◆ **Exercise instructions**
Reproduce, without any change, the span of lines from the opening of the records below to the line containing "pub(crate) const MAX_IN_SET: usize = 1000;", inclusive.
= = = = =
use std::collections::BTreeSet;

use chrono::{Datelike, Days, NaiveDate};
use serde::{Deserialize, Serialize};

use crate::record::{SaleRecord, SaleRow};

// Safety limits to prevent resource abuse
pub(crate) const MAX_IN_SET: usize = 1000;
pub(crate) const DEFAULT_PAGE_SIZE: usize = 10;
pub(crate) const MAX_LIMIT: usize = 10_000;

#[derive(Debug, Clone, Copy, PartialEq, Eq, Default, Serialize, Deserialize)]
#[serde(rename_all = "lowercase")]
pub enum Order {
    #[default]
    Asc,
    Desc,
}

impl Order {
    /// `desc` in any case selects descending; everything else is ascending.
    #[must_use]
    pub fn parse(s: &str) -> Self {
        if s.trim().eq_ignore_ascii_case("desc") { Self::Desc } else { Self::Asc }
    }

    #[must_use]
    pub const fn as_sql(self) -> &'static str {
        match self {
            Self::Asc => "ASC",
            Self::Desc => "DESC",
        }
    }
}

/// The four multi-select text columns.
#[derive(Debug, Clone, Copy, PartialEq, Eq, Hash, PartialOrd, Ord)]
pub enum Categorical {
    CustomerRegion,
    Gender,
    ProductCategory,
    PaymentMethod,
}

impl Categorical {
    pub const ALL: [Self; 4] =
        [Self::CustomerRegion, Self::Gender, Self::ProductCategory, Self::PaymentMethod];

    #[must_use]
    pub fn value(self, r: &SaleRecord) -> &str {
        match self {
            Self::CustomerRegion => &r.customer_region,
            Self::Gender => &r.gender,
            Self::ProductCategory => &r.product_category,
            Self::PaymentMethod => &r.payment_method,
        }
    }

    #[must_use]
    pub const fn column(self) -> &'static str {
        match self {
            Self::CustomerRegion => "customer_region",
            Self::Gender => "gender",
            Self::ProductCategory => "product_category",
            Self::PaymentMethod => "payment_method",
        }
    }
}

/// Fixed age groupings. Bounds are inclusive; `51+` has no upper bound.
#[derive(Debug, Clone, Copy, PartialEq, Eq, Hash, PartialOrd, Ord)]
pub enum AgeBucket {
    From18To25,
    From26To35,
    From36To50,
    From51,
}

impl AgeBucket {
    pub const ALL: [Self; 4] = [Self::From18To25, Self::From26To35, Self::From36To50, Self::From51];

    #[must_use]
    pub const fn label(self) -> &'static str {
        match self {
            Self::From18To25 => "18-25",
            Self::From26To35 => "26-35",
            Self::From36To50 => "36-50",
            Self::From51 => "51+",
        }
    }

    #[must_use]
    pub fn from_label(s: &str) -> Option<Self> {
        let s = s.trim();
        Self::ALL.into_iter().find(|b| b.label() == s)
    }

    /// Inclusive lower bound and optional inclusive upper bound.
    #[must_use]
    pub const fn bounds(self) -> (i64, Option<i64>) {
        match self {
            Self::From18To25 => (18, Some(25)),
            Self::From26To35 => (26, Some(35)),
            Self::From36To50 => (36, Some(50)),
            Self::From51 => (51, None),
        }
    }

    #[must_use]
    pub const fn contains(self, age: i64) -> bool {
        match self.bounds() {
            (lo, Some(hi)) => age >= lo && age <= hi,
            (lo, None) => age >= lo,
        }
    }
}

/// Relative date windows. Three are rolling; `LastYear` is anchored to January 1.
#[derive(Debug, Clone, Copy, PartialEq, Eq, Hash)]
pub enum DateWindow {
    Last7Days,
    Last30Days,
    Last90Days,
    LastYear,
}

impl DateWindow {
    pub const ALL: [Self; 4] = [Self::Last7Days, Self::Last30Days, Self::Last90Days, Self::LastYear];

    #[must_use]
    pub const fn value(self) -> &'static str {
        match self {
            Self::Last7Days => "last7days",
            Self::Last30Days => "last30days",
            Self::Last90Days => "last90days",
            Self::LastYear => "lastyear",
        }
    }

    #[must_use]
    pub const fn label(self) -> &'static str {
        match self {
            Self::Last7Days => "Last 7 Days",
            Self::Last30Days => "Last 30 Days",
            Self::Last90Days => "Last 90 Days",
            Self::LastYear => "Last Year",
        }
    }

    #[must_use]
    pub fn from_value(s: &str) -> Option<Self> {
        let s = s.trim();
        Self::ALL.into_iter().find(|w| w.value() == s)
    }

    /// Earliest date (inclusive) inside the window when evaluated on `as_of`.
    ///
    /// `LastYear` is January 1 of the previous calendar year, not `as_of - 365 days`.
    #[must_use]
    pub fn cutoff(self, as_of: NaiveDate) -> NaiveDate {
        let rolling = |n: u64| as_of.checked_sub_days(Days::new(n)).unwrap_or(NaiveDate::MIN);
        match self {
            Self::Last7Days => rolling(7),
            Self::Last30Days => rolling(30),
            Self::Last90Days => rolling(90),
            Self::LastYear => {
                NaiveDate::from_ymd_opt(as_of.year() - 1, 1, 1).unwrap_or(NaiveDate::MIN)
            }
        }
    }
}

/// How a sort field compares.
#[derive(Debug, Clone, Copy, PartialEq, Eq)]
pub enum SortMode {
    Numeric,
    Chronological,
    Text,
}

/// The display fields a page can be ordered by.
#[derive(Debug, Clone, Copy, PartialEq, Eq, Hash, Default)]
pub enum SortField {
    TransactionId,
    Date,
    CustomerId,
    #[default]
    CustomerName,
    PhoneNumber,
    Gender,
    Age,
    CustomerRegion,
    ProductCategory,
    Quantity,
    TotalAmount,
    ProductId,
    EmployeeName,
}

impl SortField {
    pub const ALL: [Self; 13] = [
        Self::TransactionId,
        Self::Date,
        Self::CustomerId,
        Self::CustomerName,
        Self::PhoneNumber,
        Self::Gender,
        Self::Age,
        Self::CustomerRegion,
        Self::ProductCategory,
        Self::Quantity,
        Self::TotalAmount,
        Self::ProductId,
        Self::EmployeeName,
    ];

    /// Display name; matching is exact and case-sensitive.
    #[must_use]
    pub const fn name(self) -> &'static str {
        match self {
            Self::TransactionId => "Transaction ID",
            Self::Date => "Date",
            Self::CustomerId => "Customer ID",
            Self::CustomerName => "Customer Name",
            Self::PhoneNumber => "Phone Number",
            Self::Gender => "Gender",
            Self::Age => "Age",
            Self::CustomerRegion => "Customer Region",
            Self::ProductCategory => "Product Category",
            Self::Quantity => "Quantity",
            Self::TotalAmount => "Total Amount",
            Self::ProductId => "Product ID",
            Self::EmployeeName => "Employee Name",
        }
    }

    #[must_use]
    pub fn from_name(s: &str) -> Option<Self> {
        Self::ALL.into_iter().find(|f| f.name() == s)
    }

    #[must_use]
    pub const fn column(self) -> &'static str {
        match self {
            Self::TransactionId => "transaction_id",
            Self::Date => "date",
            Self::CustomerId => "customer_id",
            Self::CustomerName => "customer_name",
            Self::PhoneNumber => "phone_number",
            Self::Gender => "gender",
            Self::Age => "age",
            Self::CustomerRegion => "customer_region",
            Self::ProductCategory => "product_category",
            Self::Quantity => "quantity",
            Self::TotalAmount => "total_amount",
            Self::ProductId => "product_id",
            Self::EmployeeName => "employee_name",
        }
    }

    #[must_use]
    pub const fn mode(self) -> SortMode {
        match self {
            Self::Age | Self::Quantity | Self::TotalAmount => SortMode::Numeric,
            Self::Date => SortMode::Chronological,
            _ => SortMode::Text,
        }
    }

    /// Text accessor for lexicographic fields; `None` for typed ones.
    #[must_use]
    pub fn text(self, r: &SaleRecord) -> Option<&str> {
        Some(match self {
            Self::TransactionId => &r.transaction_id,
            Self::CustomerId => &r.customer_id,
            Self::CustomerName => &r.customer_name,
            Self::PhoneNumber => &r.phone_number,
            Self::Gender => &r.gender,
            Self::CustomerRegion => &r.customer_region,
            Self::ProductCategory => &r.product_category,
            Self::ProductId => &r.product_id,
            Self::EmployeeName => &r.employee_name,
            Self::Date | Self::Age | Self::Quantity | Self::TotalAmount => return None,
        })
    }

    /// Integer accessor for `Age` and `Quantity`; `None` for other fields or a missing value.
    #[must_use]
    pub const fn integer(self, r: &SaleRecord) -> Option<i64> {
        match self {
            Self::Age => r.age,
            Self::Quantity => r.quantity,
            _ => None,
        }
    }

    /// Decimal accessor for `TotalAmount`.
    #[must_use]
    pub const fn decimal(self, r: &SaleRecord) -> Option<f64> {
        match self {
            Self::TotalAmount => r.total_amount,
            _ => None,
        }
    }
}

#[derive(Debug, Clone, Copy, PartialEq, Eq, Default)]
pub struct SortSpec {
    pub field: SortField,
    pub order: Order,
}

/// A 1-based page number and a page size, both already coerced to valid values.
#[derive(Debug, Clone, Copy, PartialEq, Eq)]
pub struct PageRequest {
    page: usize,
    limit: usize,
}

impl PageRequest {
    /// `page < 1` becomes 1 and `limit < 1` becomes the default page size.
    #[must_use]
    pub const fn new(page: usize, limit: usize) -> Self {
        let page = if page < 1 { 1 } else { page };
        let limit = if limit < 1 { DEFAULT_PAGE_SIZE } else { limit };
        Self { page, limit }
    }

    #[must_use]
    pub const fn page(&self) -> usize {
        self.page
    }

    #[must_use]
    pub const fn limit(&self) -> usize {
        self.limit
    }

    /// Index of the first row on this page; saturates on absurd page numbers.
    #[must_use]
    pub const fn offset(&self) -> usize {
        (self.page - 1).saturating_mul(self.limit)
    }
}

impl Default for PageRequest {
    fn default() -> Self {
        Self::new(1, DEFAULT_PAGE_SIZE)
    }
}

/// Which records to include. Built once per query and never mutated.
///
/// Every unset field (empty set, `None`) places no restriction.
#[derive(Debug, Clone, PartialEq, Eq, Default)]
pub struct FilterCriteria {
    pub(crate) search: Option<String>,
    pub(crate) categorical: [BTreeSet<String>; 4],
    pub(crate) age_buckets: BTreeSet<AgeBucket>,
    pub(crate) tags: BTreeSet<String>,
    pub(crate) date_window: Option<DateWindow>,
}

impl FilterCriteria {
    #[must_use]
    pub fn builder() -> FilterCriteriaBuilder {
        FilterCriteriaBuilder::default()
    }

    #[must_use]
    pub fn search(&self) -> Option<&str> {
        self.search.as_deref()
    }

    #[must_use]
    pub fn selected(&self, field: Categorical) -> &BTreeSet<String> {
        &self.categorical[field as usize]
    }

    #[must_use]
    pub const fn age_buckets(&self) -> &BTreeSet<AgeBucket> {
        &self.age_buckets
    }

    #[must_use]
    pub const fn tags(&self) -> &BTreeSet<String> {
        &self.tags
    }

    #[must_use]
    pub const fn date_window(&self) -> Option<DateWindow> {
        self.date_window
    }

    #[must_use]
    pub fn is_empty(&self) -> bool {
        self.search.is_none()
            && self.categorical.iter().all(BTreeSet::is_empty)
            && self.age_buckets.is_empty()
            && self.tags.is_empty()
            && self.date_window.is_none()
    }
}

/// Assembles a [`FilterCriteria`]; the only way to construct a non-empty one.
#[derive(Debug, Default)]
pub struct FilterCriteriaBuilder {
    inner: FilterCriteria,
}

impl FilterCriteriaBuilder {
    /// An empty term leaves search unset.
    #[must_use]
    pub fn search(mut self, term: impl Into<String>) -> Self {
        let term = term.into();
        self.inner.search = (!term.is_empty()).then_some(term);
        self
    }

    #[must_use]
    pub fn any_of<I, S>(mut self, field: Categorical, values: I) -> Self
    where
        I: IntoIterator<Item = S>,
        S: Into<String>,
    {
        let set = &mut self.inner.categorical[field as usize];
        for v in values {
            if set.len() >= MAX_IN_SET {
                log::debug!("{field:?} selection capped at {MAX_IN_SET} values; rest ignored");
                break;
            }
            let v = v.into();
            if !v.is_empty() {
                set.insert(v);
            }
        }
        self
    }

    #[must_use]
    pub fn age_buckets(mut self, buckets: impl IntoIterator<Item = AgeBucket>) -> Self {
        self.inner.age_buckets.extend(buckets);
        self
    }

    /// Tags are trimmed; blank tags are dropped.
    #[must_use]
    pub fn tags<I, S>(mut self, tags: I) -> Self
    where
        I: IntoIterator<Item = S>,
        S: AsRef<str>,
    {
        for t in tags {
            if self.inner.tags.len() >= MAX_IN_SET {
                log::debug!("tag selection capped at {MAX_IN_SET} values; rest ignored");
                break;
            }
            let t = t.as_ref().trim();
            if !t.is_empty() {
                self.inner.tags.insert(t.to_string());
            }
        }
        self
    }

    #[must_use]
    pub const fn date_window(mut self, window: Option<DateWindow>) -> Self {
        self.inner.date_window = window;
        self
    }

    #[must_use]
    pub fn build(self) -> FilterCriteria {
        self.inner
    }
}

/// A fully normalized query: what to match, how to order, which page, and the evaluation date
/// relative date windows are measured from.
#[derive(Debug, Clone, PartialEq, Eq)]
pub struct Query {
    pub criteria: FilterCriteria,
    pub sort: SortSpec,
    pub page: PageRequest,
    pub as_of: NaiveDate,
}

#[derive(Debug, Clone, Copy, PartialEq, Eq, Serialize, Deserialize)]
#[serde(rename_all = "camelCase")]
pub struct Pagination {
    pub total: usize,
    pub page: usize,
    pub limit: usize,
    pub total_pages: usize,
}

impl Pagination {
    #[must_use]
    pub const fn new(total: usize, page: PageRequest) -> Self {
        Self {
            total,
            page: page.page(),
            limit: page.limit(),
            total_pages: total.div_ceil(page.limit()),
        }
    }
}

#[derive(Debug, Clone, PartialEq, Serialize, Deserialize)]
pub struct PageResult {
    pub data: Vec<SaleRow>,
    pub pagination: Pagination,
}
= = = = =
◆ **Exercise output**
use std::collections::BTreeSet;

use chrono::{Datelike, Days, NaiveDate};
use serde::{Deserialize, Serialize};

use crate::record::{SaleRecord, SaleRow};

// Safety limits to prevent resource abuse
pub(crate) const MAX_IN_SET: usize = 1000;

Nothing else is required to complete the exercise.